This template will serve as the basis for the development of any executable experiment in the Rocket framework.
Rocket, from its MLProject development IDE, allows you to run the MlFlow project easily. In this case we will execute the following example: MlFlow Project about Wine-Quality. This example demonstrates how to read data, log parameters, metrics, and models from Python in our Rocket framework.

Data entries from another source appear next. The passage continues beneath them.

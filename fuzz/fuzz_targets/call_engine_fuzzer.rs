//! Fuzz target for the call state machine
//!
//! Drives a `CallEngine` with random local intents, inbound signals (decoded
//! from arbitrary bodies and well-formed ones), backend completions for the
//! current or a stale call, relay loss and time.
//!
//! # Invariants
//!
//! - NEVER panic
//! - Once no call is active, every call that acquired media has released it
//! - Outbound signals are always authored by the local user
//! - The early-candidate buffer never exceeds its bound

#![no_main]

use std::{
    collections::BTreeSet,
    time::{Duration, Instant},
};

use arbitrary::Arbitrary;
use libfuzzer_sys::fuzz_target;
use tandem_core::{
    CallAction, CallConfig, CallEngine, CallEvent, CallId, LocalMedia, MediaError, MediaOptions,
    PeerEvent, PeerState, TrackInfo, TrackKind,
};
use tandem_proto::{IceCandidate, SessionDescription, Signal, UserId};

#[derive(Debug, Arbitrary)]
enum Op {
    Start { remote: u8, video: bool },
    Accept { video: bool },
    End,
    Mute,
    Camera,
    Share,
    Unshare,
    Reset,
    RelayLost,
    Wait { secs: u8 },
    RawSignal { body: Vec<u8> },
    Offer { from: u8 },
    Answer { from: u8 },
    Candidate { from: u8 },
    EndSignal { from: u8 },
    Completion { stale: bool, kind: Completion },
}

#[derive(Debug, Arbitrary)]
enum Completion {
    MediaAcquired { video: bool },
    PeerOpened,
    OfferCreated,
    AnswerCreated,
    LocalCandidate,
    State(u8),
    RemoteStream,
    Probe(bool),
    Failed,
}

const ME: u64 = 1;

fn user(raw: u8) -> UserId {
    // Never zero; `1` is the local user, which exercises self-addressed input
    UserId::new(u64::from(raw % 4) + 1).expect("nonzero id")
}

fn candidate() -> IceCandidate {
    IceCandidate {
        candidate: "candidate:1 1 udp 2122260223 10.0.0.1 5000 typ host".into(),
        sdp_mid: Some("0".into()),
        sdp_m_line_index: Some(0),
    }
}

fn completion(call: CallId, kind: &Completion, next_track: &mut u64) -> CallEvent {
    match kind {
        Completion::MediaAcquired { video } => {
            let mut tracks = vec![TrackInfo { id: *next_track, kind: TrackKind::Audio }];
            if *video {
                tracks.push(TrackInfo { id: *next_track + 1, kind: TrackKind::Video });
            }
            *next_track += 2;
            CallEvent::MediaAcquired { call, media: LocalMedia { tracks } }
        },
        Completion::PeerOpened => CallEvent::PeerOpened { call },
        Completion::OfferCreated => {
            CallEvent::OfferCreated { call, sdp: SessionDescription("v=0 local".into()) }
        },
        Completion::AnswerCreated => {
            CallEvent::AnswerCreated { call, sdp: SessionDescription("v=0 local".into()) }
        },
        Completion::LocalCandidate => {
            CallEvent::Peer { call, event: PeerEvent::LocalCandidate(candidate()) }
        },
        Completion::State(state) => {
            let state = match state % 5 {
                0 => PeerState::Connecting,
                1 => PeerState::Connected,
                2 => PeerState::Disconnected,
                3 => PeerState::Failed,
                _ => PeerState::Closed,
            };
            CallEvent::Peer { call, event: PeerEvent::State(state) }
        },
        Completion::RemoteStream => CallEvent::Peer { call, event: PeerEvent::RemoteStream },
        Completion::Probe(active) => CallEvent::ProbeResult { call, active: *active },
        Completion::Failed => {
            CallEvent::Failed { call, error: MediaError::Device("unplugged".into()) }
        },
    }
}

fuzz_target!(|ops: Vec<Op>| {
    let me = UserId::new(ME).expect("nonzero id");
    let config = CallConfig::default();
    let bound = config.candidate_buffer;
    let mut engine = CallEngine::new(config);
    engine.set_local_user(Some(me));

    let start = Instant::now();
    let mut elapsed = Duration::ZERO;
    let mut next_track = 1;
    let mut acquired = BTreeSet::new();
    let mut released = BTreeSet::new();

    for op in ops.into_iter().take(128) {
        let now = start + elapsed;
        let options = |video: bool| if video { MediaOptions::VIDEO } else { MediaOptions::AUDIO };
        let current = engine.session().map(|s| s.id());
        let remote = engine.session().map_or(user(2), |s| s.remote());

        let actions = match op {
            Op::Start { remote, video } => engine.start_call(user(remote), options(video), now).unwrap_or_default(),
            Op::Accept { video } => engine.accept_call(options(video), now).unwrap_or_default(),
            Op::End => engine.end_call(now).unwrap_or_default(),
            Op::Mute => engine.toggle_mute().unwrap_or_default(),
            Op::Camera => engine.toggle_video().unwrap_or_default(),
            Op::Share => engine.start_screen_share().unwrap_or_default(),
            Op::Unshare => engine.stop_screen_share().unwrap_or_default(),
            Op::Reset => {
                engine.reset();
                vec![]
            },
            Op::RelayLost => engine.relay_lost(),
            Op::Wait { secs } => {
                elapsed += Duration::from_secs(u64::from(secs));
                engine.tick(start + elapsed)
            },
            Op::RawSignal { body } => match Signal::from_body(&body) {
                Ok(signal) => engine.handle_signal(signal, now),
                Err(_) => vec![],
            },
            Op::Offer { from } => {
                engine.handle_signal(Signal::offer(user(from), me, SessionDescription("v=0 remote".into())), now)
            },
            Op::Answer { from } => {
                let from = if from % 2 == 0 { remote } else { user(from) };
                engine.handle_signal(Signal::answer(from, me, SessionDescription("v=0 remote".into())), now)
            },
            Op::Candidate { from } => {
                let from = if from % 2 == 0 { remote } else { user(from) };
                engine.handle_signal(Signal::candidate(from, me, candidate()), now)
            },
            Op::EndSignal { from } => {
                let from = if from % 2 == 0 { remote } else { user(from) };
                engine.handle_signal(Signal::end_call(from, me), now)
            },
            Op::Completion { stale, kind } => {
                let call = match (current, stale) {
                    (Some(id), false) => id,
                    (Some(id), true) => CallId(id.0.wrapping_add(1)),
                    (None, _) => CallId(0),
                };
                let event = completion(call, &kind, &mut next_track);
                if matches!(event, CallEvent::MediaAcquired { .. }) {
                    acquired.insert(call);
                }
                engine.handle_event(event, now)
            },
        };

        for action in &actions {
            match action {
                CallAction::AcquireMedia { call, .. } => {
                    acquired.insert(*call);
                },
                CallAction::ReleaseMedia { call } => {
                    released.insert(*call);
                },
                CallAction::Signal(signal) => assert_eq!(signal.sender_id, me),
                _ => {},
            }
        }

        assert_eq!(engine.is_active(), engine.status().is_active());
        assert!(engine.session().is_none_or(|s| s.buffered_candidates() <= bound));
        if !engine.is_active() {
            let leaked: Vec<_> = acquired.difference(&released).collect();
            assert!(leaked.is_empty(), "media never released for {leaked:?}");
        }
    }
});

First, you need to download the wine dataset to upload it as part of the asset catalog:
$ sudo wget https://raw.githubusercontent.com/mlflow/mlflow/master/examples/sklearn_elasticnet_wine/wine-quality.csv
Next, once the csv has been loaded into HDFS, include it in the catalog by running the following statement for example. Don't forget to read the headers, infer the schema and set your own path.

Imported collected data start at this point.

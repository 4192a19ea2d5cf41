//! Inbound frame router.
//!
//! Decodes frames delivered on a subscribed channel into typed
//! [`InboundEvent`]s. A malformed body is logged and dropped; it never
//! propagates, so one bad frame cannot take down its subscription.

use tandem_proto::{Channel, ChatMessage, PresenceUpdate, ReadReceipt, Signal};

/// Typed inbound event.
#[derive(Debug, Clone, PartialEq, Eq)]
pub enum InboundEvent {
    /// Chat message on the per-user message queue
    Message(ChatMessage),
    /// Read receipt on the per-user receipt queue
    ReadReceipt(ReadReceipt),
    /// Presence transition on the global topic
    Presence(PresenceUpdate),
    /// Call-signaling frame on the per-user signal queue
    Signal(Signal),
}

/// Demultiplexes channel bodies into events.
///
/// Keeps per-channel drop counters for diagnostics and simulation checks.
#[derive(Debug, Clone, Default)]
pub struct Router {
    routed: u64,
    dropped: [u64; Channel::ALL.len()],
}

impl Router {
    /// Create a router with zeroed counters.
    pub fn new() -> Self {
        Self::default()
    }

    /// Decode `body` received on `channel`.
    ///
    /// Returns `None` (after logging) if the body does not decode.
    pub fn route(&mut self, channel: Channel, body: &[u8]) -> Option<InboundEvent> {
        let decoded = match channel {
            Channel::Messages => ChatMessage::from_body(body).map(InboundEvent::Message),
            Channel::ReadReceipts => serde_json::from_slice::<ReadReceipt>(body)
                .map(InboundEvent::ReadReceipt)
                .map_err(Into::into),
            Channel::Presence => PresenceUpdate::from_body(body).map(InboundEvent::Presence),
            Channel::CallSignals => Signal::from_body(body).map(InboundEvent::Signal),
        };

        match decoded {
            Ok(event) => {
                self.routed += 1;
                Some(event)
            },
            Err(error) => {
                self.dropped[index(channel)] += 1;
                tracing::warn!(channel = channel.label(), %error, "dropping malformed frame");
                None
            },
        }
    }

    /// Events successfully decoded.
    pub fn routed(&self) -> u64 {
        self.routed
    }

    /// Bodies dropped on `channel`.
    pub fn dropped(&self, channel: Channel) -> u64 {
        self.dropped[index(channel)]
    }
}

fn index(channel: Channel) -> usize {
    match channel {
        Channel::Messages => 0,
        Channel::ReadReceipts => 1,
        Channel::Presence => 2,
        Channel::CallSignals => 3,
    }
}

#[cfg(test)]
mod tests {
    use tandem_proto::SignalKind;

    use super::*;

    #[test]
    fn routes_each_channel() {
        let mut router = Router::new();

        let msg = router
            .route(Channel::Messages, br#"{"senderId":1,"receiverId":2,"content":"hi"}"#)
            .unwrap();
        assert!(matches!(msg, InboundEvent::Message(m) if m.content == "hi"));

        let receipt =
            router.route(Channel::ReadReceipts, br#"{"receiverId":2,"senderId":1}"#).unwrap();
        assert!(matches!(receipt, InboundEvent::ReadReceipt(r) if r.receiver_id.get() == 2));

        let presence = router.route(Channel::Presence, b"-5").unwrap();
        assert!(matches!(presence, InboundEvent::Presence(p) if !p.is_online));

        let signal = router
            .route(Channel::CallSignals, br#"{"senderId":1,"receiverId":2,"type":"end-call"}"#)
            .unwrap();
        assert!(matches!(signal, InboundEvent::Signal(s) if s.kind == SignalKind::EndCall));

        assert_eq!(router.routed(), 4);
    }

    #[test]
    fn malformed_bodies_are_counted_not_propagated() {
        let mut router = Router::new();
        assert!(router.route(Channel::Messages, b"not json").is_none());
        assert!(router.route(Channel::Presence, b"0").is_none());
        assert!(router.route(Channel::CallSignals, br#"{"type":"offer"}"#).is_none());

        assert_eq!(router.dropped(Channel::Messages), 1);
        assert_eq!(router.dropped(Channel::Presence), 1);
        assert_eq!(router.dropped(Channel::CallSignals), 1);
        assert_eq!(router.dropped(Channel::ReadReceipts), 0);

        // The channel keeps working after a bad frame.
        assert!(router.route(Channel::Presence, b"5").is_some());
    }
}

CREATE TABLE default.wine_quality USING csv OPTIONS(path 'hdfs://s000001-hdfs-example.s000001/datasets/wine-quality.csv', header "true", inferSchema "true")
Now, from your MLProject IDE, you need to access the Data tab and include the file as input dataset, setting the features and target. After then you just need to run the experiment.

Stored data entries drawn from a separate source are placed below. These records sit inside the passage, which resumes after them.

//! Standard invariant checks.
//!
//! These invariants capture behavioral properties that must always hold.
//! They verify WHAT must be true, not specific test scenarios.

use std::collections::HashSet;

use tandem_core::CallStatus;

use super::{ClientSnapshot, Invariant, InvariantResult, SystemSnapshot, Violation};

fn violation(invariant: &'static str, client: &ClientSnapshot, message: String) -> Violation {
    Violation { invariant, message: format!("client {}: {message}", client.label) }
}

/// The open conversation must be in the conversation list.
pub struct ActiveConversationListed;

impl Invariant for ActiveConversationListed {
    fn name(&self) -> &'static str {
        "active_conversation_listed"
    }

    fn check(&self, state: &SystemSnapshot) -> InvariantResult {
        for client in &state.clients {
            let Some(active) = client.state.active else {
                continue;
            };
            if !client.state.conversations.iter().any(|c| c.id == active) {
                return Err(violation(self.name(), client, format!("active {active} not listed")));
            }
        }
        Ok(())
    }
}

/// The open conversation has nothing unread.
pub struct ActiveConversationRead;

impl Invariant for ActiveConversationRead {
    fn name(&self) -> &'static str {
        "active_conversation_read"
    }

    fn check(&self, state: &SystemSnapshot) -> InvariantResult {
        for client in &state.clients {
            let active = client.state.active;
            let unread = client.state.conversations.iter().find(|c| Some(c.id) == active);
            if let Some(conversation) = unread.filter(|c| c.unread > 0) {
                return Err(violation(
                    self.name(),
                    client,
                    format!("active {} shows {} unread", conversation.id, conversation.unread),
                ));
            }
        }
        Ok(())
    }
}

/// Each contact appears at most once in the list.
pub struct UniqueConversations;

impl Invariant for UniqueConversations {
    fn name(&self) -> &'static str {
        "unique_conversations"
    }

    fn check(&self, state: &SystemSnapshot) -> InvariantResult {
        for client in &state.clients {
            let mut seen = HashSet::new();
            for conversation in &client.state.conversations {
                if !seen.insert(conversation.id) {
                    return Err(violation(
                        self.name(),
                        client,
                        format!("{} listed twice", conversation.id),
                    ));
                }
            }
        }
        Ok(())
    }
}

/// No message id appears twice in the open thread, local ids included.
pub struct UniqueMessageIds;

impl Invariant for UniqueMessageIds {
    fn name(&self) -> &'static str {
        "unique_message_ids"
    }

    fn check(&self, state: &SystemSnapshot) -> InvariantResult {
        for client in &state.clients {
            let mut seen = HashSet::new();
            for message in &client.state.thread {
                if !seen.insert(message.id) {
                    return Err(violation(
                        self.name(),
                        client,
                        format!("message {} appears twice", message.id),
                    ));
                }
            }
        }
        Ok(())
    }
}

/// The thread only holds messages of the open conversation.
pub struct ThreadMatchesActive;

impl Invariant for ThreadMatchesActive {
    fn name(&self) -> &'static str {
        "thread_matches_active"
    }

    fn check(&self, state: &SystemSnapshot) -> InvariantResult {
        for client in &state.clients {
            let active = client.state.active;
            if let Some(stray) = client.state.thread.iter().find(|m| Some(m.conversation) != active) {
                return Err(violation(
                    self.name(),
                    client,
                    format!("thread holds message of {} while {active:?} is open", stray.conversation),
                ));
            }
        }
        Ok(())
    }
}

/// An idle call view carries no session leftovers.
pub struct IdleCallIsClean;

impl Invariant for IdleCallIsClean {
    fn name(&self) -> &'static str {
        "idle_call_is_clean"
    }

    fn check(&self, state: &SystemSnapshot) -> InvariantResult {
        for client in &state.clients {
            let call = &client.state.call;
            if call.status == CallStatus::Idle
                && (call.remote.is_some() || call.has_local_stream || call.has_remote_stream)
            {
                return Err(violation(self.name(), client, format!("idle call view {call:?}")));
            }
        }
        Ok(())
    }
}

/// An idle client holds no media.
///
/// Media is released asynchronously, so only check this once the simulation
/// has settled.
pub struct IdleHoldsNoMedia;

impl Invariant for IdleHoldsNoMedia {
    fn name(&self) -> &'static str {
        "idle_holds_no_media"
    }

    fn check(&self, state: &SystemSnapshot) -> InvariantResult {
        for client in &state.clients {
            if client.state.call.status == CallStatus::Idle
                && (client.live_tracks > 0 || client.open_peers > 0)
            {
                return Err(violation(
                    self.name(),
                    client,
                    format!(
                        "idle with {} live tracks and {} open peers",
                        client.live_tracks, client.open_peers
                    ),
                ));
            }
        }
        Ok(())
    }
}

/// Two connected clients in a call with each other agree on it.
pub struct ConnectedPeersAgree;

impl Invariant for ConnectedPeersAgree {
    fn name(&self) -> &'static str {
        "connected_peers_agree"
    }

    fn check(&self, state: &SystemSnapshot) -> InvariantResult {
        for client in &state.clients {
            let call = &client.state.call;
            if call.status != CallStatus::Connected {
                continue;
            }
            let Some(remote) = call.remote.and_then(|r| state.client(r)) else {
                continue;
            };
            let theirs = &remote.state.call;
            if theirs.status == CallStatus::Connected && theirs.remote != client.state.user {
                return Err(violation(
                    self.name(),
                    client,
                    format!("connected to {} who is connected to {:?}", remote.label, theirs.remote),
                ));
            }
        }
        Ok(())
    }
}

#[cfg(test)]
mod tests {
    use chrono::DateTime;
    use tandem_app::{CallView, Conversation, Delivery, Message, Snapshot};
    use tandem_proto::{MessageId, UserId};
    use uuid::Uuid;

    use super::*;

    fn uid(n: u64) -> UserId {
        UserId::new(n).unwrap()
    }

    fn client(state: Snapshot) -> SystemSnapshot {
        SystemSnapshot::single(ClientSnapshot::new("a", state))
    }

    #[test]
    fn unlisted_active_conversation_is_caught() {
        let state = Snapshot { active: Some(uid(2)), ..Snapshot::default() };
        assert!(ActiveConversationListed.check(&client(state)).is_err());
    }

    #[test]
    fn unread_in_active_conversation_is_caught() {
        let mut conversation = Conversation::new(uid(2));
        conversation.unread = 1;
        let state =
            Snapshot { active: Some(uid(2)), conversations: vec![conversation], ..Snapshot::default() };
        let err = ActiveConversationRead.check(&client(state)).unwrap_err();
        assert_eq!(err.invariant, "active_conversation_read");
    }

    #[test]
    fn duplicate_conversation_is_caught() {
        let state = Snapshot {
            conversations: vec![Conversation::new(uid(2)), Conversation::new(uid(2))],
            ..Snapshot::default()
        };
        assert!(UniqueConversations.check(&client(state)).is_err());
    }

    #[test]
    fn duplicate_local_message_id_is_caught() {
        let message = |id: MessageId| Message {
            id,
            conversation: uid(2),
            sender: uid(2),
            content: "hi".into(),
            timestamp: DateTime::from_timestamp(0, 0).unwrap(),
            is_me: false,
            is_read: true,
            delivery: Delivery::Confirmed,
        };
        let thread = |ids: [MessageId; 2]| Snapshot {
            active: Some(uid(2)),
            conversations: vec![Conversation::new(uid(2))],
            thread: ids.into_iter().map(message).collect(),
            ..Snapshot::default()
        };

        let distinct = thread([MessageId::Local(Uuid::from_u128(1)), MessageId::Local(Uuid::from_u128(2))]);
        assert!(UniqueMessageIds.check(&client(distinct)).is_ok());

        let same = thread([MessageId::Local(Uuid::from_u128(1)), MessageId::Local(Uuid::from_u128(1))]);
        let err = UniqueMessageIds.check(&client(same)).unwrap_err();
        assert_eq!(err.invariant, "unique_message_ids");
    }

    #[test]
    fn idle_media_is_caught() {
        let snapshot = SystemSnapshot::single(ClientSnapshot::new("a", Snapshot::default()).with_media(1, 0));
        assert!(IdleHoldsNoMedia.check(&snapshot).is_err());
    }

    #[test]
    fn mismatched_connected_peers_are_caught() {
        let connected_to = |user: u64, remote: u64| Snapshot {
            user: Some(uid(user)),
            call: CallView { status: CallStatus::Connected, remote: Some(uid(remote)), ..CallView::default() },
            ..Snapshot::default()
        };
        let agree = SystemSnapshot::from_clients(vec![
            ClientSnapshot::new("a", connected_to(1, 2)),
            ClientSnapshot::new("b", connected_to(2, 1)),
        ]);
        assert!(ConnectedPeersAgree.check(&agree).is_ok());

        let disagree = SystemSnapshot::from_clients(vec![
            ClientSnapshot::new("a", connected_to(1, 2)),
            ClientSnapshot::new("b", connected_to(2, 3)),
        ]);
        assert!(ConnectedPeersAgree.check(&disagree).is_err());
    }
}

All the experiments run the command mlflow run
passing the parameters indicated in the MLProject file. In this case:
parameters:
training_data: string
evaluation_data: string
alpha: {type: float, default: 0.5}
l1_ratio: {type: float, default: 0.1}
command: "python train.py {training_data} {evaluation_data} {alpha} {l1_ratio}"
These parameters will be read as arguments in the file train.py as follows:
train = pd.read_csv(sys.argv[1], sep=',')
test = pd.read_csv(sys.argv[2], sep=',')
# The predicted column is "quality" which is a scalar from [3, 9]
train_x = train.drop(["quality"], axis=1)
test_x = test.drop(["quality"], axis=1)
train_y = train[["quality"]]
test_y = test[["quality"]]
alpha = float(sys.argv[3]) if len(sys.argv) > 2 else 0.5
l1_ratio = float(sys.argv[4]) if len(sys.argv) > 3 else 0.5
At that time, you can already run the model and track the associated metrics and parameters, including the model itself:
with mlflow.start_run():
lr = ElasticNet(alpha=alpha, l1_ratio=l1_ratio, random_state=42)
lr.fit(train_x, train_y)
predicted_qualities = lr.predict(test_x)
(rmse, mae, r2) = eval_metrics(test_y, predicted_qualities)
print("Elasticnet model (alpha=%f, l1_ratio=%f):" % (alpha, l1_ratio))
print(" RMSE: %s" % rmse)
print(" MAE: %s" % mae)
print(" R2: %s" % r2)
mlflow.log_param("alpha", alpha)
mlflow.log_param("l1_ratio", l1_ratio)
mlflow.log_metric("rmse", rmse)
mlflow.log_metric("r2", r2)
mlflow.log_metric("mae", mae)
mlflow.sklearn.log_model(lr, "model")
This experiment will be run in a virtual environment that could be defined through the property conda.env
in the MLProject file. Otherwise, it will be run with the installed default virtual environment.
MLProject file:
conda_env: conda.yaml
conda.yaml:
name: rocket-ml-flow
channels:
- conda-forge
- nodefaults
dependencies:
- python=3.9.7
- pip=21.2.4
- pip:
- mlflow==1.26.1
- scikit-learn==1.0.2
- numpy==1.22.3
- pandas==1.4.2
The conda.yaml file includes all the mandatory dependencies to run your mlflow model correctly.
Stratio Rocket provides the ability to store logged artifacts together with the MlProject execution and with the exported MlModel.
By default, all the artifacts created during the execution of the MlProject will be stored with the model.
If you want to store with the MlModel, only a subset of the artifacts created during execution of the MlProject, Stratio Rocket provides an optional section in the MLproject
file where you can declare which artifacts will be exported with the model.
This new section is defined at root level in the MLproject
file:
rocket:
post_execution:
model_artifacts:
- <artifact file to store with the MlModel>
- <artifacts directory to store with the MlModel>
In this section, you need to list all the artifact files or directories that will be logged with the exported MlModel. You can log with the MlModel files and entire directories that are present in the MlFlow project directory or that are created during the training process. If an artifact does not exist, it will simply be skipped.
More information about MLFlow projects, please check MlFlow Documentation.
For an MLProject to be run properly, the following must be met:
- Optionally, a file named .rocket.conf can exist in the root directory of the project. If it exists, this file must contain the property
mlproyect.path
that will indicate the base path of the MLProject, otherwise the MLProject file must be located in the root directory. - MLProject must be self-contained, that is, the MLProject file will define the root path of all its dependent files (model, virtual environment, etc).
- If an MLProject file has an environment descriptor defined through the
conda.env
property, this file must exist and have a proper YAML format.